Dataset excerpts →
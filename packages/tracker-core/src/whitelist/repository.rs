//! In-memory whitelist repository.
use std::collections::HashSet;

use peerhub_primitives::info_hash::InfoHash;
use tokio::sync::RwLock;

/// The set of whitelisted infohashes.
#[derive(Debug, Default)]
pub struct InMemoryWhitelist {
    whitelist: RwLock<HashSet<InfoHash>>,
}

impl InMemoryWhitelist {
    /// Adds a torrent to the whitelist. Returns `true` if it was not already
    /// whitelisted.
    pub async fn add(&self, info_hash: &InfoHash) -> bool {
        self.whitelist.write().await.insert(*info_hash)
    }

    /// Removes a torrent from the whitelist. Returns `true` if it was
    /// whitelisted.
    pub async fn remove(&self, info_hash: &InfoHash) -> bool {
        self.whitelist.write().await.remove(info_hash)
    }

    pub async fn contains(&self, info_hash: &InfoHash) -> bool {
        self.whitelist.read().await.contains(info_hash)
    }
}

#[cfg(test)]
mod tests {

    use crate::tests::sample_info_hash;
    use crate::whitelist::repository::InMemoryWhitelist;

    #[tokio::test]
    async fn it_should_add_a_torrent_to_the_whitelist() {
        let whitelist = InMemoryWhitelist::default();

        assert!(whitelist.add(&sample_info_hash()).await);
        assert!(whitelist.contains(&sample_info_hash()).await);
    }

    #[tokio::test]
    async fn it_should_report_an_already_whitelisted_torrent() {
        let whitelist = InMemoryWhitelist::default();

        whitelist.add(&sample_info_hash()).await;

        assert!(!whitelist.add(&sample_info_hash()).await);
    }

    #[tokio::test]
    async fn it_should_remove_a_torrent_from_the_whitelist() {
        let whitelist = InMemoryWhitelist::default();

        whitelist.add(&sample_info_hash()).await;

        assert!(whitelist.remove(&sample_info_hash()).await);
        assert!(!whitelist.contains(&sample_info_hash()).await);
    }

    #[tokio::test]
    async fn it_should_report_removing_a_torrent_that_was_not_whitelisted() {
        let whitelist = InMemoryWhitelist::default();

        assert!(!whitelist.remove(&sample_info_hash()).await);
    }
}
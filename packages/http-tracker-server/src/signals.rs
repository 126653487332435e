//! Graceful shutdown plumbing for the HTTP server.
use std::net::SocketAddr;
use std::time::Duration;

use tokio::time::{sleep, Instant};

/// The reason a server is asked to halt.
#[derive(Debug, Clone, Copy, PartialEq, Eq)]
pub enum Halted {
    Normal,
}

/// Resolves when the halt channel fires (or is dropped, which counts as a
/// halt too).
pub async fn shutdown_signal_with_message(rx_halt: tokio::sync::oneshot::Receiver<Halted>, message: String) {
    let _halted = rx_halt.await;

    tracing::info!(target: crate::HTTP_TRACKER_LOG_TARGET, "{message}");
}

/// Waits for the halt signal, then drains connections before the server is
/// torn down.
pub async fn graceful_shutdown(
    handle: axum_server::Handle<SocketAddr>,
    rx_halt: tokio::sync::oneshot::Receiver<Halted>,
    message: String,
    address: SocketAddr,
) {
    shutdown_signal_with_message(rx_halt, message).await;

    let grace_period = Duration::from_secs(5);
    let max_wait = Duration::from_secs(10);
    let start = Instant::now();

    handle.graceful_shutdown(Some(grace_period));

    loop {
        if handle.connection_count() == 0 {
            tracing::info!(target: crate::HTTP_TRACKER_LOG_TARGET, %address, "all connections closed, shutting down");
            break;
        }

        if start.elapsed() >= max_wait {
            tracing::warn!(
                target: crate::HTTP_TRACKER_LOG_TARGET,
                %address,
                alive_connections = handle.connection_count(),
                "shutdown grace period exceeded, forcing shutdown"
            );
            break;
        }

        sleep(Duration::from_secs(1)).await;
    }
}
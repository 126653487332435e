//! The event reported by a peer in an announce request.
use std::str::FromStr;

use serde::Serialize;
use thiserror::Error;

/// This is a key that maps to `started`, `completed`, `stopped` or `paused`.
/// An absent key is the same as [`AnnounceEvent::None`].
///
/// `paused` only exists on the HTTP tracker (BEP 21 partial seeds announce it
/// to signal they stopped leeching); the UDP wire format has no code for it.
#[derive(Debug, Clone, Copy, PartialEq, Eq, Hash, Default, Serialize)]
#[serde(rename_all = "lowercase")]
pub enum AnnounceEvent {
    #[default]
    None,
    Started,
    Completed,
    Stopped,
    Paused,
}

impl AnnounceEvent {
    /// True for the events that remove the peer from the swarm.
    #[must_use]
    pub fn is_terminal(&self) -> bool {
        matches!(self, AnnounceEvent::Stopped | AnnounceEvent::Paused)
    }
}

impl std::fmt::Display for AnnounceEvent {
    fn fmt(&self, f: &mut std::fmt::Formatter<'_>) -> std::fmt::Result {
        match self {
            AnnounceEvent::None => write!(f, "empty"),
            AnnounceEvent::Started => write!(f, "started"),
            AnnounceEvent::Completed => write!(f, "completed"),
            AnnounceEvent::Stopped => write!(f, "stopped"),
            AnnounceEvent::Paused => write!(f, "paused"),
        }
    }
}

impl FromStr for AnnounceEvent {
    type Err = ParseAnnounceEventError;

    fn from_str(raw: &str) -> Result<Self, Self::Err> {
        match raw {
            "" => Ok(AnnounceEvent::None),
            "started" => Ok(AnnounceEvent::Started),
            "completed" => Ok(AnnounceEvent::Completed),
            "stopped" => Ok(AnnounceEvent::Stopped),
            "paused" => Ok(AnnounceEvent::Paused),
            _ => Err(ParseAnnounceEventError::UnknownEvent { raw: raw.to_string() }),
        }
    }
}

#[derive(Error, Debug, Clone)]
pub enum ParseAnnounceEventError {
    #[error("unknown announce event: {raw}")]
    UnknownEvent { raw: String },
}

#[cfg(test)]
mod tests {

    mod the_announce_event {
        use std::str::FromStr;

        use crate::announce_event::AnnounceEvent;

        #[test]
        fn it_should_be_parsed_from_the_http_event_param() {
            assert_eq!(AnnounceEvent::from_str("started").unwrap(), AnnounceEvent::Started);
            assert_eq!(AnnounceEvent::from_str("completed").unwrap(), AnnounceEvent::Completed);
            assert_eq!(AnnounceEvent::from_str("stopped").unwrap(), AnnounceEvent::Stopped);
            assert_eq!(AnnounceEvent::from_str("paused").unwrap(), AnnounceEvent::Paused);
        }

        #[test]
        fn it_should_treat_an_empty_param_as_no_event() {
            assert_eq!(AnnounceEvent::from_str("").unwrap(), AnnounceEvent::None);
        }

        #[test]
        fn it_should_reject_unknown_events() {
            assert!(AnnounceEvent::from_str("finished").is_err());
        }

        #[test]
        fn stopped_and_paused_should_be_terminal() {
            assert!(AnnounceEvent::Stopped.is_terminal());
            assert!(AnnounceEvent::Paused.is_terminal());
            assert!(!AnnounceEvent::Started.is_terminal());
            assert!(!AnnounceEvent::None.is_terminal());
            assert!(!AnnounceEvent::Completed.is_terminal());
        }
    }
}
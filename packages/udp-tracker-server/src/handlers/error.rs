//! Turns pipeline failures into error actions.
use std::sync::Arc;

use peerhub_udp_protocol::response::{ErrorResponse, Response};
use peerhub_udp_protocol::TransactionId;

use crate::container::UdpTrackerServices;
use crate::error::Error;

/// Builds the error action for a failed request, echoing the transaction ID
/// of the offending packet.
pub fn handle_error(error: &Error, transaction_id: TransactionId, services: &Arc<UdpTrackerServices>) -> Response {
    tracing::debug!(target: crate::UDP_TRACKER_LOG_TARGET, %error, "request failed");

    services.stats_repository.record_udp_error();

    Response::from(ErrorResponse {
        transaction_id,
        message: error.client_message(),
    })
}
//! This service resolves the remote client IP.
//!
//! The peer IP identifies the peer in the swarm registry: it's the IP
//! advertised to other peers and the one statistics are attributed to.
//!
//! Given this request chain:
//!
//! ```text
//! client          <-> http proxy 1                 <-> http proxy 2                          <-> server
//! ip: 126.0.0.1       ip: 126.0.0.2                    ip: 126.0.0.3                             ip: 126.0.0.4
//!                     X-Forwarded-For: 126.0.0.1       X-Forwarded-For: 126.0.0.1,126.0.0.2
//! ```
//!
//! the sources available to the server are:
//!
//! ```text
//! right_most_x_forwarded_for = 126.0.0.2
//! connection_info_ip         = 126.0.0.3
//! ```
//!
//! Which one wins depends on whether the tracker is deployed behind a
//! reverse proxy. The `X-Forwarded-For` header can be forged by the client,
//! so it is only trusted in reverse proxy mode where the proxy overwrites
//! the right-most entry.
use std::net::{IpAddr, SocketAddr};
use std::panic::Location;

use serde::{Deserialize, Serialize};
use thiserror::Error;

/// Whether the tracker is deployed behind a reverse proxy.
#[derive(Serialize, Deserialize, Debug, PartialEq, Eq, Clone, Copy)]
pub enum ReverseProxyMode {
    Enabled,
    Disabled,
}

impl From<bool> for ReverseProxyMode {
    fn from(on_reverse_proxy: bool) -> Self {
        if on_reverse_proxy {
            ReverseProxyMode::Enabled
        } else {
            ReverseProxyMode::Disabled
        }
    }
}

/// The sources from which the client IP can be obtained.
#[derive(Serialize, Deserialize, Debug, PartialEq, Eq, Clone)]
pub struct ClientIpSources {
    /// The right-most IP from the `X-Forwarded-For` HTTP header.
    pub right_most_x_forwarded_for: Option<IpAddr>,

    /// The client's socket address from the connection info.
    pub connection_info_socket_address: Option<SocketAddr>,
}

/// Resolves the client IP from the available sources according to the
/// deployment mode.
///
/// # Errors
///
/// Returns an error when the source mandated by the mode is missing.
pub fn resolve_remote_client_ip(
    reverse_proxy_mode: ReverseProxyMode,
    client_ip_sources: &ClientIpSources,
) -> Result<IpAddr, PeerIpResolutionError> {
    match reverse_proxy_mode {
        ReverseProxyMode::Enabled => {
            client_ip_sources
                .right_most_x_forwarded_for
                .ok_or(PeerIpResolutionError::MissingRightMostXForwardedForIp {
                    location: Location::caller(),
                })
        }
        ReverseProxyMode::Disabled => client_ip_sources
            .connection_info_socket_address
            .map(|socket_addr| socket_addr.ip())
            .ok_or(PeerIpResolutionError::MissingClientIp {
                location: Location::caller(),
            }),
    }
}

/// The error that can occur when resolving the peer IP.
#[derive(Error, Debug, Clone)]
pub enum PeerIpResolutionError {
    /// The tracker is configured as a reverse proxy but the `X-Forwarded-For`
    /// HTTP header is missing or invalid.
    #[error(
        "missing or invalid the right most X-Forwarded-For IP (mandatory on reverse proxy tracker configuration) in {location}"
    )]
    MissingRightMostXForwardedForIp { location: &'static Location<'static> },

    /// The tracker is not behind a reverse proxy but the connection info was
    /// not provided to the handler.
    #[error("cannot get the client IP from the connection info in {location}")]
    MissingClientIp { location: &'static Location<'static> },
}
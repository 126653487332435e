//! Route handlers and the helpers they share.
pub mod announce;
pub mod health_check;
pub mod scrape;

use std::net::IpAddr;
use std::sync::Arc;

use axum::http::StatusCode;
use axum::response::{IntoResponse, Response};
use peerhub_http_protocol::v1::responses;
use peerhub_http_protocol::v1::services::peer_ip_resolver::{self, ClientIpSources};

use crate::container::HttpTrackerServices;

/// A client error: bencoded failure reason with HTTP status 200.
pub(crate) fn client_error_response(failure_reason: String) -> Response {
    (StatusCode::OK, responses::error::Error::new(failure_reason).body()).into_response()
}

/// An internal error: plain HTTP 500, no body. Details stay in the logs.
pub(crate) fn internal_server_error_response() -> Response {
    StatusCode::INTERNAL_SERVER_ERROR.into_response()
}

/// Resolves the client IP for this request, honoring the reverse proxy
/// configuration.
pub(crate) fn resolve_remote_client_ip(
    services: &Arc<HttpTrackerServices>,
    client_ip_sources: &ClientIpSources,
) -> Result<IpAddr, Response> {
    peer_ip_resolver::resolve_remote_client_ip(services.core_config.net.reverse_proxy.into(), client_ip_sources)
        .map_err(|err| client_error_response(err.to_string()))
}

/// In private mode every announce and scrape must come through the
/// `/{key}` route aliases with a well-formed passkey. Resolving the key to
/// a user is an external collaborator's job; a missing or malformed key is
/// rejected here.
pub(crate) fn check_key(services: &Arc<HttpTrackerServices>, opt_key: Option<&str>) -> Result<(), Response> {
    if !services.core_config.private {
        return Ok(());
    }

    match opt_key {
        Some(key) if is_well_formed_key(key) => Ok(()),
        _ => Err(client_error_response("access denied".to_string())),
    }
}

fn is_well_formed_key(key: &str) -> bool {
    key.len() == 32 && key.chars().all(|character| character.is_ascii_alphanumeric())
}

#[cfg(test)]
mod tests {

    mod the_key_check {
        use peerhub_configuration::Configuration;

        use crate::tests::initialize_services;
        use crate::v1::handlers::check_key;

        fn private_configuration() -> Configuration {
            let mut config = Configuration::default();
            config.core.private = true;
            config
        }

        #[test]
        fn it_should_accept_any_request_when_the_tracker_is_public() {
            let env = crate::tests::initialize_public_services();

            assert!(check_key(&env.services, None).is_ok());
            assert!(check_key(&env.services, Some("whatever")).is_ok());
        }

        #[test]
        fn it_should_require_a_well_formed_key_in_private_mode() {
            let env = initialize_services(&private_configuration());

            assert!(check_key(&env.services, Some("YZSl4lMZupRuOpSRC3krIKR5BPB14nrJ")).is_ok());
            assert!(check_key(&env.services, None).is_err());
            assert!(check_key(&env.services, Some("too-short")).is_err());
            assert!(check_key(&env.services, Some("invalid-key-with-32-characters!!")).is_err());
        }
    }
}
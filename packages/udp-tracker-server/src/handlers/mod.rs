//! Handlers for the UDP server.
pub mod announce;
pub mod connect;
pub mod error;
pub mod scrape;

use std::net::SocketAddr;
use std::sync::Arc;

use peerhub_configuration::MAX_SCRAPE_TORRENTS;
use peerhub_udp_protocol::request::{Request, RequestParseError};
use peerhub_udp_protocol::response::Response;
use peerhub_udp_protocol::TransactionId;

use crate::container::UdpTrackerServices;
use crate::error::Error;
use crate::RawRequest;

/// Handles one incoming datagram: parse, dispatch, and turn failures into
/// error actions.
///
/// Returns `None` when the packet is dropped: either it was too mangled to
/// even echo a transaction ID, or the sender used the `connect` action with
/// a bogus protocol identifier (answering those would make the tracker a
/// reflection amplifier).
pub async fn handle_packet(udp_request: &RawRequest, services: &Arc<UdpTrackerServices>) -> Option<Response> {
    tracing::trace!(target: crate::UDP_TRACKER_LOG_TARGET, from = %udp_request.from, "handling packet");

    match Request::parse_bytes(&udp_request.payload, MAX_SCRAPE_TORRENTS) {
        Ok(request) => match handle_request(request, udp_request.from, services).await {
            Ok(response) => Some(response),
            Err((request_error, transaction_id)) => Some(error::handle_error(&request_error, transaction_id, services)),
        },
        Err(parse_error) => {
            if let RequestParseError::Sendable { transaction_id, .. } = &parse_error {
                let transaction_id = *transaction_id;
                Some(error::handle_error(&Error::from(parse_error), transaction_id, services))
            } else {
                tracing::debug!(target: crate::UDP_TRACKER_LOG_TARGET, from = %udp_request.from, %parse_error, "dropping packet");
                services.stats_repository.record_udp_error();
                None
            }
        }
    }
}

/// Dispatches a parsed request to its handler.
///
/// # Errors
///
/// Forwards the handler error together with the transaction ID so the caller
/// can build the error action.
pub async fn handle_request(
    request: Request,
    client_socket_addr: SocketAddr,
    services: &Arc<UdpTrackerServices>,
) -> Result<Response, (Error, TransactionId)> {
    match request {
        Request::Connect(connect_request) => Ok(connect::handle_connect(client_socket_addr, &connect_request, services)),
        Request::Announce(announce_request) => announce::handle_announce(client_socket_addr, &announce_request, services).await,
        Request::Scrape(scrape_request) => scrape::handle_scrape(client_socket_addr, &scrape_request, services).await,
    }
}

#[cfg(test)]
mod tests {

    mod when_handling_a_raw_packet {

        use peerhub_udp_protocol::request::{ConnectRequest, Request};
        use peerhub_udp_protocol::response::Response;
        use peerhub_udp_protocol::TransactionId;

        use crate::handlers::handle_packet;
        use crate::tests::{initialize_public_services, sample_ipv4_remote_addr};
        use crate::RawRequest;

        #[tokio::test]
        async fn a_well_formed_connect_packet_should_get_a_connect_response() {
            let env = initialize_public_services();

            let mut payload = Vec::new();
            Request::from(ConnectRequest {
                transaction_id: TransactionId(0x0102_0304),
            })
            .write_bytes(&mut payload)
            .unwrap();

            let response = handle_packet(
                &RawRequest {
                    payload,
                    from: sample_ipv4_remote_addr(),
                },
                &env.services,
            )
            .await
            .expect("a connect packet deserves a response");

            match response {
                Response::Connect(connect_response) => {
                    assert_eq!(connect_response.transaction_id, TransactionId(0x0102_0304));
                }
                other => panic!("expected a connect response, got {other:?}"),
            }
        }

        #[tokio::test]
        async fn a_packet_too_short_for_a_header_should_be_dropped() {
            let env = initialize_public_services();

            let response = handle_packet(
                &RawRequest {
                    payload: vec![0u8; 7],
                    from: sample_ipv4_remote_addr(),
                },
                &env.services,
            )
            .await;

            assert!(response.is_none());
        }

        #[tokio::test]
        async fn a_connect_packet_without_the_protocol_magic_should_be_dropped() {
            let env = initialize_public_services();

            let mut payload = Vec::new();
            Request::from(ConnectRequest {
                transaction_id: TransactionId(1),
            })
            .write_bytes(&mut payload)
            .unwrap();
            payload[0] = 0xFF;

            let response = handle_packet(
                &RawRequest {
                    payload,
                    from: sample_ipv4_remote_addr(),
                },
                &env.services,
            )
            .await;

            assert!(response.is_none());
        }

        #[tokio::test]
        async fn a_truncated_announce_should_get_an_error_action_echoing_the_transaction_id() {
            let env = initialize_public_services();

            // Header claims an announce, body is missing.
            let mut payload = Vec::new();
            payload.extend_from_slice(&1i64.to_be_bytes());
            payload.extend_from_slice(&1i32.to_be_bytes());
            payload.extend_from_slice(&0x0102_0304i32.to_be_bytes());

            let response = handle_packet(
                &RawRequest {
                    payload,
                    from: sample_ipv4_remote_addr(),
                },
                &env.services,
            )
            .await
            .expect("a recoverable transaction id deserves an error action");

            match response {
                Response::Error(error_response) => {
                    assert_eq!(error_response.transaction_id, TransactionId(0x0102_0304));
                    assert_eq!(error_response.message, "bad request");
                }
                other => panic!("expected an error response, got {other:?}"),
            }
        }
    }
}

Your objective → Search the material above for the word "oneshot", then copy each line that holds it.

Task answer →
pub async fn shutdown_signal_with_message(rx_halt: tokio::sync::oneshot::Receiver<Halted>, message: String) {
    rx_halt: tokio::sync::oneshot::Receiver<Halted>,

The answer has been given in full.